It seemed that he was blind. He passed his fingers over his eyes and felt a sticky crust covering the top half of his face, welding his eyelids shut. He scratched at his eyes with both hands,
and was relieved when the substance began to crumble away. He managed to get his eyes open and saw, as he had suspected, that it was dried blood.

He turned over on his side and tried to get to his feet. Sharp pains shot through his body, causing him to yell. From the sound of his voice, he knew he was enclosed in a small space. He
collapsed into a sitting position, and looked about him.

The circular, domed compartment had walls of smoothly worked bare rock. A pale illumination, falling from a number of narrow tunnels that led diagonally up and out, from positions about three
feet from the ground, showed him he was alone. Except for himself and a number of piles of the egg-like objects that were now familiar to him, resting in nests of rubbish, the room was empty. He
crawled about, trying to ignore the pain in his probably broken left arm, and inspected the nests. They were about two feet in diameter, and made of the shredded, entangled remains of the sort of
refuse he would have expected to find in a dustbin.

He touched some of the eggs. They looked slightly different from the ones he had seen previously. They were very warm. He felt them quiver slightly under his finger tips. Their shells were soft.
They had a peculiar, pleasantly spicy smell that made him feel hungry. His stomach growled, and he tried to remember when he had last eaten. He had no idea how long he had been underground but,
from the sharp, agonizing pangs in his belly, he’d been there some considerable time.

The eggs looked more and more appetising the longer he studied them. “If they taste anything like as good as they smell,” he thought, “they would be delicious.” He picked
up a handful and, with great difficulty, resisted trying to eat one.

He put five of them in the inside pocket of his torn and filthy jacket, and scrambled into one of the passages leading out.

They all pointed upwards.

Presumably, if he kept going, sooner or later, he would reach the surface.

He thought he was going to die down there.

The tunnels looped and twisted off in all directions. There were places where they forked and, when they did, he always chose the path that had the steepest gradient upwards. It didn’t
seem to matter as, round the first bend, he frequently found himself almost falling along a stretch that took him diagonally down again. The illumination in the passages was always up ahead;
somehow he could never discover its source. He was always blundering on towards the light.

From time to time he stopped to doze, then started awake and continued on. His mind was empty; his brain felt as raw as his hands. He was bleeding from dozens of small wounds. He was drenched in
the sweat of fever.

When he saw a clear, whiter light ahead, he stopped because it was hurting his eyes. He lay with his chin on the ground while his sight adjusted, and the awareness that what he was looking at
might be daylight gradually dawned upon him.

Strangely, he felt no elation. He felt resentment.

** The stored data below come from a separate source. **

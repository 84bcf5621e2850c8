//! Property tests: a unit naming a hard-denied API always fails the source
//! check, with a finding that names that unit.

use phoenix_types::{ConstraintSpec, GeneratedSourceBundle};
use phoenix_verifier::PolicyVerifier;
use proptest::prelude::*;

fn arb_denied_call() -> impl Strategy<Value = &'static str> {
    prop_oneof![
        Just("sys::process::exec(input)"),
        Just("sys::process::spawn(input)"),
        Just("sys::reflect::lookup(input)"),
        Just("sys::unsafe::peek(input)"),
    ]
}

proptest! {
    #[test]
    fn denied_api_always_fails(
        call in arb_denied_call(),
        unit_suffix in "[a-z]{1,8}",
        clean_units in 0usize..4,
    ) {
        let bad_unit = format!("impl::{unit_suffix}::bad");
        let mut bundle = GeneratedSourceBundle::new()
            .with_unit(&bad_unit, format!("fn process(input) {{ return {call}; }}"));
        for i in 0..clean_units {
            bundle.insert(format!("impl::clean{i}::helper"), "fn suffix() { return \"ok\"; }");
        }

        let report = PolicyVerifier::new().verify_sources(&bundle, &ConstraintSpec::default());
        prop_assert!(!report.passed);
        let bad_prefix = format!("{bad_unit}:");
        prop_assert!(report.findings.iter().any(|f| f.starts_with(&bad_prefix)));
        prop_assert!(report.findings.iter().all(|f| !f.starts_with("impl::clean")));
    }

    #[test]
    fn forbidden_symbol_from_constraints_fails(symbol in "[A-Z][a-zA-Z]{3,10}") {
        let constraints = ConstraintSpec {
            forbidden_packages: vec![],
            forbidden_classes: vec![symbol.clone()],
            allowed_packages: vec![],
        };
        let bundle = GeneratedSourceBundle::new()
            .with_unit("impl::v::service", format!("fn process(input) {{ return \"{symbol}\"; }}"));
        let report = PolicyVerifier::new().verify_sources(&bundle, &constraints);
        prop_assert!(!report.passed);
        prop_assert!(report.findings[0].starts_with("impl::v::service:"));
    }
}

“About bloody time,” he thought.

He hesitated before completing the last stretch, unaccountably reluctant to get to the surface, now that he was almost there. Something about the quality of the light caused him some
trepidation; it was eerie, and not quite right.

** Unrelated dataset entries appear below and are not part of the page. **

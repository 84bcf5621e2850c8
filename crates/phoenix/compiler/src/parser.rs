//! Recursive-descent parser for unit scripts.

use crate::ast::{BinOp, Expr, FnDecl, Stmt, UnaryOp, UnitAst, UseDecl};
use crate::error::CompilerError;
use crate::lexer::{tokenize, Span, Token, TokenKind};

/// Nesting limit for blocks and expressions.
const MAX_NESTING: usize = 128;

/// Parses one unit's source text.
pub fn parse_unit(unit: &str, src: &str) -> Result<UnitAst, CompilerError> {
    let tokens = tokenize(src).map_err(|e| CompilerError::Syntax {
        unit: unit.to_string(),
        line: e.span.line,
        col: e.span.col,
        message: e.message,
    })?;
    Parser {
        unit,
        tokens,
        pos: 0,
        depth: 0,
    }
    .parse()
}

struct Parser<'a> {
    unit: &'a str,
    tokens: Vec<Token>,
    pos: usize,
    depth: usize,
}

type PResult<T> = Result<T, CompilerError>;

impl<'a> Parser<'a> {
    fn parse(mut self) -> PResult<UnitAst> {
        let mut uses = Vec::new();
        let mut functions = Vec::new();
        loop {
            match self.peek() {
                TokenKind::Eof => break,
                TokenKind::Use => uses.push(self.use_decl()?),
                TokenKind::Fn => functions.push(self.fn_decl()?),
                other => {
                    let msg = format!("expected `use` or `fn`, found {other}");
                    return Err(self.error(&msg));
                }
            }
        }
        Ok(UnitAst { uses, functions })
    }

    fn peek(&self) -> &TokenKind {
        &self.current().kind
    }

    fn peek_at(&self, offset: usize) -> &TokenKind {
        let idx = (self.pos + offset).min(self.tokens.len().saturating_sub(1));
        &self.tokens[idx].kind
    }

    fn current(&self) -> &Token {
        // tokenize always ends with Eof, so the last index is valid
        let idx = self.pos.min(self.tokens.len().saturating_sub(1));
        &self.tokens[idx]
    }

    fn span(&self) -> Span {
        self.current().span
    }

    fn advance(&mut self) -> TokenKind {
        let kind = self.current().kind.clone();
        if self.pos < self.tokens.len() {
            self.pos += 1;
        }
        kind
    }

    fn check(&self, kind: &TokenKind) -> bool {
        self.peek() == kind
    }

    fn eat(&mut self, kind: &TokenKind) -> bool {
        if self.check(kind) {
            self.advance();
            true
        } else {
            false
        }
    }

    fn expect(&mut self, kind: &TokenKind) -> PResult<()> {
        if self.eat(kind) {
            Ok(())
        } else {
            let msg = format!("expected {kind}, found {}", self.peek());
            Err(self.error(&msg))
        }
    }

    fn ident(&mut self) -> PResult<String> {
        match self.advance() {
            TokenKind::Ident(name) => Ok(name),
            other => {
                self.pos = self.pos.saturating_sub(1);
                let msg = format!("expected identifier, found {other}");
                Err(self.error(&msg))
            }
        }
    }

    fn error(&self, message: &str) -> CompilerError {
        let span = self.span();
        CompilerError::Syntax {
            unit: self.unit.to_string(),
            line: span.line,
            col: span.col,
            message: message.to_string(),
        }
    }

    fn enter(&mut self) -> PResult<()> {
        self.depth += 1;
        if self.depth > MAX_NESTING {
            return Err(self.error("nesting too deep"));
        }
        Ok(())
    }

    fn leave(&mut self) {
        self.depth = self.depth.saturating_sub(1);
    }

    fn path(&mut self) -> PResult<Vec<String>> {
        let mut segments = vec![self.ident()?];
        while self.eat(&TokenKind::ColonColon) {
            segments.push(self.ident()?);
        }
        Ok(segments)
    }

    fn use_decl(&mut self) -> PResult<UseDecl> {
        let span = self.span();
        self.expect(&TokenKind::Use)?;
        let path = self.path()?;
        let alias = if self.eat(&TokenKind::As) {
            self.ident()?
        } else {
            path.last().cloned().unwrap_or_default()
        };
        self.expect(&TokenKind::Semi)?;
        Ok(UseDecl { path, alias, span })
    }

    fn fn_decl(&mut self) -> PResult<FnDecl> {
        let span = self.span();
        self.expect(&TokenKind::Fn)?;
        let name = self.ident()?;
        self.expect(&TokenKind::LParen)?;
        let mut params = Vec::new();
        if !self.check(&TokenKind::RParen) {
            loop {
                params.push(self.ident()?);
                if !self.eat(&TokenKind::Comma) {
                    break;
                }
            }
        }
        self.expect(&TokenKind::RParen)?;
        let body = self.block()?;
        Ok(FnDecl {
            name,
            params,
            body,
            span,
        })
    }

    fn block(&mut self) -> PResult<Vec<Stmt>> {
        self.enter()?;
        self.expect(&TokenKind::LBrace)?;
        let mut stmts = Vec::new();
        while !self.check(&TokenKind::RBrace) {
            if self.check(&TokenKind::Eof) {
                return Err(self.error("unclosed block"));
            }
            stmts.push(self.stmt()?);
        }
        self.expect(&TokenKind::RBrace)?;
        self.leave();
        Ok(stmts)
    }

    fn stmt(&mut self) -> PResult<Stmt> {
        let span = self.span();
        match self.peek().clone() {
            TokenKind::Let => {
                self.advance();
                let name = self.ident()?;
                self.expect(&TokenKind::Assign)?;
                let value = self.expr()?;
                self.expect(&TokenKind::Semi)?;
                Ok(Stmt::Let { name, value, span })
            }
            TokenKind::If => self.if_stmt(),
            TokenKind::While => {
                self.advance();
                let cond = self.expr()?;
                let body = self.block()?;
                Ok(Stmt::While { cond, body })
            }
            TokenKind::Return => {
                self.advance();
                if self.eat(&TokenKind::Semi) {
                    return Ok(Stmt::Return(None));
                }
                let value = self.expr()?;
                self.expect(&TokenKind::Semi)?;
                Ok(Stmt::Return(Some(value)))
            }
            TokenKind::Ident(name) if self.peek_at(1) == &TokenKind::Assign => {
                self.advance();
                self.advance();
                let value = self.expr()?;
                self.expect(&TokenKind::Semi)?;
                Ok(Stmt::Assign { name, value, span })
            }
            _ => {
                let expr = self.expr()?;
                self.expect(&TokenKind::Semi)?;
                Ok(Stmt::Expr(expr))
            }
        }
    }

    fn if_stmt(&mut self) -> PResult<Stmt> {
        self.expect(&TokenKind::If)?;
        let cond = self.expr()?;
        let then_block = self.block()?;
        let else_block = if self.eat(&TokenKind::Else) {
            if self.check(&TokenKind::If) {
                self.enter()?;
                let nested = self.if_stmt()?;
                self.leave();
                Some(vec![nested])
            } else {
                Some(self.block()?)
            }
        } else {
            None
        };
        Ok(Stmt::If {
            cond,
            then_block,
            else_block,
        })
    }

    fn expr(&mut self) -> PResult<Expr> {
        self.enter()?;
        let e = self.or_expr();
        self.leave();
        e
    }

    fn binary_level(
        &mut self,
        ops: &[(TokenKind, BinOp)],
        next: fn(&mut Self) -> PResult<Expr>,
    ) -> PResult<Expr> {
        let mut lhs = next(self)?;
        'outer: loop {
            for (tok, op) in ops {
                if self.check(tok) {
                    self.advance();
                    let rhs = next(self)?;
                    lhs = Expr::Binary {
                        op: *op,
                        lhs: Box::new(lhs),
                        rhs: Box::new(rhs),
                    };
                    continue 'outer;
                }
            }
            return Ok(lhs);
        }
    }

    fn or_expr(&mut self) -> PResult<Expr> {
        self.binary_level(&[(TokenKind::OrOr, BinOp::Or)], Self::and_expr)
    }

    fn and_expr(&mut self) -> PResult<Expr> {
        self.binary_level(&[(TokenKind::AndAnd, BinOp::And)], Self::eq_expr)
    }

    fn eq_expr(&mut self) -> PResult<Expr> {
        self.binary_level(
            &[(TokenKind::EqEq, BinOp::Eq), (TokenKind::NotEq, BinOp::Ne)],
            Self::cmp_expr,
        )
    }

    fn cmp_expr(&mut self) -> PResult<Expr> {
        self.binary_level(
            &[
                (TokenKind::Lt, BinOp::Lt),
                (TokenKind::Le, BinOp::Le),
                (TokenKind::Gt, BinOp::Gt),
                (TokenKind::Ge, BinOp::Ge),
            ],
            Self::add_expr,
        )
    }

    fn add_expr(&mut self) -> PResult<Expr> {
        self.binary_level(
            &[(TokenKind::Plus, BinOp::Add), (TokenKind::Minus, BinOp::Sub)],
            Self::mul_expr,
        )
    }

    fn mul_expr(&mut self) -> PResult<Expr> {
        self.binary_level(
            &[
                (TokenKind::Star, BinOp::Mul),
                (TokenKind::Slash, BinOp::Div),
                (TokenKind::Percent, BinOp::Rem),
            ],
            Self::unary_expr,
        )
    }

    fn unary_expr(&mut self) -> PResult<Expr> {
        let op = match self.peek() {
            TokenKind::Bang => UnaryOp::Not,
            TokenKind::Minus => UnaryOp::Neg,
            _ => return self.primary(),
        };
        self.advance();
        self.enter()?;
        let operand = self.unary_expr()?;
        self.leave();
        Ok(Expr::Unary {
            op,
            operand: Box::new(operand),
        })
    }

    fn primary(&mut self) -> PResult<Expr> {
        let span = self.span();
        match self.peek().clone() {
            TokenKind::Nil => {
                self.advance();
                Ok(Expr::Nil)
            }
            TokenKind::True => {
                self.advance();
                Ok(Expr::Bool(true))
            }
            TokenKind::False => {
                self.advance();
                Ok(Expr::Bool(false))
            }
            TokenKind::Int(i) => {
                self.advance();
                Ok(Expr::Int(i))
            }
            TokenKind::Str(s) => {
                self.advance();
                Ok(Expr::Str(s))
            }
            TokenKind::LParen => {
                self.advance();
                let e = self.expr()?;
                self.expect(&TokenKind::RParen)?;
                Ok(e)
            }
            TokenKind::Ident(_) => {
                let path = self.path()?;
                if self.eat(&TokenKind::LParen) {
                    let mut args = Vec::new();
                    if !self.check(&TokenKind::RParen) {
                        loop {
                            args.push(self.expr()?);
                            if !self.eat(&TokenKind::Comma) {
                                break;
                            }
                        }
                    }
                    self.expect(&TokenKind::RParen)?;
                    return Ok(Expr::Call { path, args, span });
                }
                match <[String; 1]>::try_from(path) {
                    Ok([name]) => Ok(Expr::Var { name, span }),
                    Err(_) => Err(CompilerError::Syntax {
                        unit: self.unit.to_string(),
                        line: span.line,
                        col: span.col,
                        message: "a path must be called".into(),
                    }),
                }
            }
            other => {
                let msg = format!("expected expression, found {other}");
                Err(self.error(&msg))
            }
        }
    }
}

It was like moonlight, but far too bright.

The world he emerged into was well-lit, but there was no sun shining. There was no moon, either. Above him stretched an empty, cold, silvery sky.

The topography of the landscape around him was recognizable, but was stripped of its familiar features. The shape of Combs Moss loomed unmistakably ahead of him, but the walls and fields along
its sides were gone. What remained looked like a hill of lead. Everywhere, as far as he could see, the land was smoothed off into planes of grey that gave an impression of impenetrable
solidity.

When he saw the dark line of trees and the porta-cabin where he had expected them to be, he felt a surge of wild hope.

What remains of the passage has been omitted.